Tammy Bruce, a spokesperson with the Department of State, confirmed during a hearing that U.S. Ambassador to Israel Mike Huckabee would be taking “the steps necessary to implement the merger over the coming weeks,” according to CNN.

“This decision will restore the first Trump term framework of a unified US diplomatic mission in Israel’s capital that reports to the US ambassador to Israel,” Bruce said. “Ambassador (Mike) Huckabee will take the steps necessary to implement the merger over the coming weeks.”

Bruce added that the move to close the Office of Palestinian Affairs (OPA) was “very similar to what’s happening here with the bureaus” and explained that “it is making sure that the issues that are important are all working together right” and “not segmented.”

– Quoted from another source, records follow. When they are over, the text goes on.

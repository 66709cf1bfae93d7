//! Outbound client for the product catalog.

use crate::model::{NewProduct, StockReservation};
use pattern_framework::{
    auto_send, AutoSend, AutoSendOptions, AutoSender, BusClient, ClientProxy, DispatchError,
    ReplyOf,
};
use std::sync::Arc;

const OPTIONS: AutoSendOptions = AutoSendOptions::new("catalogClient");

/// Resource served by [`ProductsController`](crate::controllers::ProductsController).
pub const CATALOG: &str = "catalog";

/// Calls `catalog.*` patterns. The type name would give `inventory`, so the
/// resource is named explicitly.
#[derive(Debug)]
pub struct InventoryService<C: ClientProxy = BusClient> {
    sender: AutoSender<C>,
}

impl<C: ClientProxy> InventoryService<C> {
    /// Creates an unbound service; [`bind`](Self::bind) a client before use.
    pub fn new() -> Self {
        Self {
            sender: AutoSender::new::<Self>(OPTIONS),
        }
    }

    pub fn with_client(client: Arc<C>) -> Self {
        Self {
            sender: AutoSender::new::<Self>(OPTIONS).with_client(client),
        }
    }

    pub fn bind(&mut self, client: Arc<C>) {
        self.sender.bind(client);
    }

    /// Reserves stock. Zero quantities are rejected before anything is sent.
    pub fn reserve(&self, reservation: StockReservation) -> Result<ReplyOf<Self>, DispatchError> {
        self.auto_send_with("reserve", reservation, |reservation| {
            if reservation.quantity == 0 {
                Err("quantity must be positive")
            } else {
                Ok(reservation)
            }
        })
    }
}

impl<C: ClientProxy> Default for InventoryService<C> {
    fn default() -> Self {
        Self::new()
    }
}

impl<C: ClientProxy> AutoSend for InventoryService<C> {
    type Client = C;

    fn sender(&self) -> &AutoSender<C> {
        &self.sender
    }

    fn service_name(&self) -> Option<&str> {
        Some(CATALOG)
    }
}

auto_send! {
    impl<C: ClientProxy> InventoryService<C> {
        pub fn create(&self, product: NewProduct);
        pub fn find_one(&self, id: u64);
    }
}
//! # Inbound Handlers
//!
//! A [`MessageHandler`] receives the JSON payload sent under a pattern and
//! produces a JSON reply. Any `async` closure of the right shape is a
//! handler, so controllers are usually registered through a small closure
//! that forwards to a method:
//!
//! ```rust,ignore
//! let users = Arc::new(UsersController::default());
//! router.auto_message_pattern::<UsersController, _>(&metadata, "find_all", {
//!     let users = Arc::clone(&users);
//!     move |payload| {
//!         let users = Arc::clone(&users);
//!         async move { users.find_all(payload).await }
//!     }
//! })?;
//! ```
//!
//! The [`message_patterns!`](crate::message_patterns) macro writes those
//! closures for you, using [`decode`] and [`encode`] at the boundary.

use async_trait::async_trait;
use serde::de::DeserializeOwned;
use serde::Serialize;
use serde_json::Value;
use std::future::Future;
use std::sync::Arc;

/// Errors a handler reports back to the caller.
#[derive(Debug, Clone, PartialEq, thiserror::Error)]
pub enum HandlerError {
    /// The payload did not match the handler's argument type.
    #[error("Bad payload: {0}")]
    BadPayload(String),

    #[error("Not found: {0}")]
    NotFound(String),

    /// The payload was well-formed but semantically invalid.
    #[error("Invalid request: {0}")]
    Invalid(String),

    #[error("Internal error: {0}")]
    Internal(String),
}

impl From<serde_json::Error> for HandlerError {
    fn from(e: serde_json::Error) -> Self {
        HandlerError::BadPayload(e.to_string())
    }
}

/// Something that can answer a message.
#[async_trait]
pub trait MessageHandler: Send + Sync + 'static {
    async fn handle(&self, payload: Value) -> Result<Value, HandlerError>;
}

#[async_trait]
impl<F, Fut> MessageHandler for F
where
    F: Fn(Value) -> Fut + Send + Sync + 'static,
    Fut: Future<Output = Result<Value, HandlerError>> + Send + 'static,
{
    async fn handle(&self, payload: Value) -> Result<Value, HandlerError> {
        (self)(payload).await
    }
}

/// Type-erased handler as stored by the router.
pub type BoxedHandler = Arc<dyn MessageHandler>;

/// Deserializes a payload into a handler's argument type.
pub fn decode<T: DeserializeOwned>(payload: Value) -> Result<T, HandlerError> {
    Ok(serde_json::from_value(payload)?)
}

/// Serializes a handler's output into a reply.
pub fn encode<T: Serialize>(reply: T) -> Result<Value, HandlerError> {
    serde_json::to_value(reply).map_err(|e| HandlerError::Internal(e.to_string()))
}
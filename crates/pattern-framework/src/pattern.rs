//! # Message Patterns & Naming Convention
//!
//! A [`MessagePattern`] is the routing key shared by inbound handlers and
//! outbound calls: `"<resource>.<method>"`. Nothing is escaped or validated;
//! whatever characters the resource and method carry pass through as-is.
//!
//! When no explicit resource name is configured, one is derived from the
//! Rust type name of the controller or service:
//!
//! | Type              | Suffix       | Resource  |
//! |-------------------|--------------|-----------|
//! | `UsersController` | `Controller` | `users`   |
//! | `OrdersService`   | `Service`    | `orders`  |
//! | `Billing`         | `Service`    | `billing` |

use serde::{Deserialize, Serialize};
use std::fmt;

/// Suffix stripped from controller type names.
pub const CONTROLLER_SUFFIX: &str = "Controller";

/// Suffix stripped from service type names.
pub const SERVICE_SUFFIX: &str = "Service";

/// A dot-separated routing key, `"<resource>.<method>"`.
#[derive(Debug, Clone, PartialEq, Eq, Hash, PartialOrd, Ord, Serialize, Deserialize)]
#[serde(transparent)]
pub struct MessagePattern(String);

impl MessagePattern {
    /// Joins a resource name and a method name.
    pub fn new(resource: impl AsRef<str>, method: impl AsRef<str>) -> Self {
        Self(format!("{}.{}", resource.as_ref(), method.as_ref()))
    }

    pub fn as_str(&self) -> &str {
        &self.0
    }

    /// The part before the first `.`.
    pub fn resource(&self) -> &str {
        self.0.split_once('.').map_or(self.0.as_str(), |(r, _)| r)
    }

    /// The part after the first `.`, empty if there is none.
    pub fn method(&self) -> &str {
        self.0.split_once('.').map_or("", |(_, m)| m)
    }

    pub fn into_string(self) -> String {
        self.0
    }
}

impl fmt::Display for MessagePattern {
    fn fmt(&self, f: &mut fmt::Formatter<'_>) -> fmt::Result {
        f.write_str(&self.0)
    }
}

impl AsRef<str> for MessagePattern {
    fn as_ref(&self) -> &str {
        &self.0
    }
}

impl From<&str> for MessagePattern {
    fn from(raw: &str) -> Self {
        Self(raw.to_owned())
    }
}

impl From<String> for MessagePattern {
    fn from(raw: String) -> Self {
        Self(raw)
    }
}

/// Returns the bare name of `T` (e.g. `"UsersController"` instead of
/// `"my_app::controllers::UsersController"`).
pub fn short_type_name<T: ?Sized>() -> &'static str {
    let full = std::any::type_name::<T>();
    let base = full.split('<').next().unwrap_or(full);
    base.rsplit("::").next().unwrap_or(base)
}

/// Removes the first occurrence of `suffix` from `type_name` and lowercases
/// the rest.
///
/// Only the first occurrence is removed, wherever it sits, so
/// `"ServiceLocatorService"` becomes `"locatorservice"`.
pub fn conventional_name(type_name: &str, suffix: &str) -> String {
    type_name.replacen(suffix, "", 1).to_lowercase()
}

/// Conventional resource name for the type `T`.
pub fn conventional_name_of<T: ?Sized>(suffix: &str) -> String {
    conventional_name(short_type_name::<T>(), suffix)
}

#[cfg(test)]
mod tests {
    use super::*;

    struct UsersController;
    struct OrdersService;
    #[allow(dead_code)]
    struct Wrapper<T>(T);

    #[test]
    fn joins_resource_and_method() {
        let pattern = MessagePattern::new("users", "findAll");
        assert_eq!(pattern.as_str(), "users.findAll");
        assert_eq!(pattern.resource(), "users");
        assert_eq!(pattern.method(), "findAll");
    }

    #[test]
    fn special_characters_pass_through() {
        let pattern = MessagePattern::new("a.b", "c-d");
        assert_eq!(pattern.to_string(), "a.b.c-d");
        assert_eq!(pattern.resource(), "a");
        assert_eq!(pattern.method(), "b.c-d");
    }

    #[test]
    fn short_names_drop_module_path_and_generics() {
        assert_eq!(short_type_name::<UsersController>(), "UsersController");
        assert_eq!(short_type_name::<Wrapper<OrdersService>>(), "Wrapper");
    }

    #[test]
    fn convention_strips_first_suffix_occurrence() {
        assert_eq!(conventional_name("UsersController", CONTROLLER_SUFFIX), "users");
        assert_eq!(conventional_name("OrdersService", SERVICE_SUFFIX), "orders");
        assert_eq!(conventional_name("Billing", SERVICE_SUFFIX), "billing");
        assert_eq!(
            conventional_name("ServiceLocatorService", SERVICE_SUFFIX),
            "locatorservice"
        );
        // Case-sensitive: a lowercase suffix is left alone.
        assert_eq!(conventional_name("Userscontroller", CONTROLLER_SUFFIX), "userscontroller");
    }

    #[test]
    fn convention_of_type() {
        assert_eq!(conventional_name_of::<UsersController>(CONTROLLER_SUFFIX), "users");
        assert_eq!(conventional_name_of::<OrdersService>(SERVICE_SUFFIX), "orders");
    }

    #[test]
    fn serializes_as_plain_string() {
        let pattern = MessagePattern::new("users", "create");
        let json = serde_json::to_string(&pattern).unwrap();
        assert_eq!(json, "\"users.create\"");
        let back: MessagePattern = serde_json::from_str(&json).unwrap();
        assert_eq!(back, pattern);
    }
}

“It really is actually very similar to what’s happening here with the bureaus, with our reorganization,” Bruce said. “It is making sure that the issues that are important are all working together right, are not segmented out so that the interests of the embassy — very, very much like the interests of our foreign aid and other actions — can work together in the Bureau as one entity.”

Per the Washington Free Beacon, the Office of Palestinian Affairs was a “Biden-era creation” that “repeatedly earned the ire of Republican lawmakers for its anti-Israel advocacy.”

The office repeatedly earned the ire of Republican lawmakers for its anti-Israel advocacy during the Biden-Harris administration. In the early hours of Hamas’s October 7 attack, the OPA called on Israel to stand down and forgo any retaliation. Subsequent legislation sought to rein in the office, mandating it periodically report on its public diplomacy and advocacy efforts.

The Biden administration created the OPA in June 2022 against Israel’s wishes, endowing it with the power to operate independently of the American embassy. It has come under fire in the past for its potential violation of the Jerusalem embassy Act of 1995, which mandated that a single U.S. embassy be established in the Israeli capital.

United States officials and “congressional sources briefed on the matter” also confirmed the move to the outlet.

In response to the news, several Republicans, such as Rep. Claudia Tenney (R-NY) and Sen. Tom Cotton (R-AR), praised the move, describing it as a “great decision” from Rubio.

“The Biden administration’s Office of Palestinian Affairs undermined Israel & emboldened Hamas,” Tenney wrote in a post on X. “Thank you, @SecRubio & @USAmbIsrael, for dissolving this entity & reaffirming the U.S. Embassy in Jerusalem as the sole diplomatic mission in Jerusalem as required by law.”

“The U.S.-Israeli relationship should be handled exclusively by the appointed representatives at our Embassy in Jerusalem, not by anti-Israel activists working with the terrorist-supporting Palestinian Authority,” Cotton wrote in a post on X.

“The Biden State Department violated federal law to open the OPA and it only served to sabotage Israel at every turn in the wake of Hamas’s terror attacks,” Sen. Dave McCormick (R-PA) wrote in a post on X. “This is the correct move by President Trump, Secretary Rubio, and Ambassador Huckabee to support our great ally and reverse the previous administration’s undermining of Israel.”

During President Donald Trump’s first term he delivered a video address during the opening of the official United States Embassy in Jerusalem on May 14, 2018, Breitbart News reported.

“Today we follow through on this recognition and open our embassy in the historic and sacred land of Jerusalem and we’re opening it many, many years ahead of schedule,” Trump said at the time.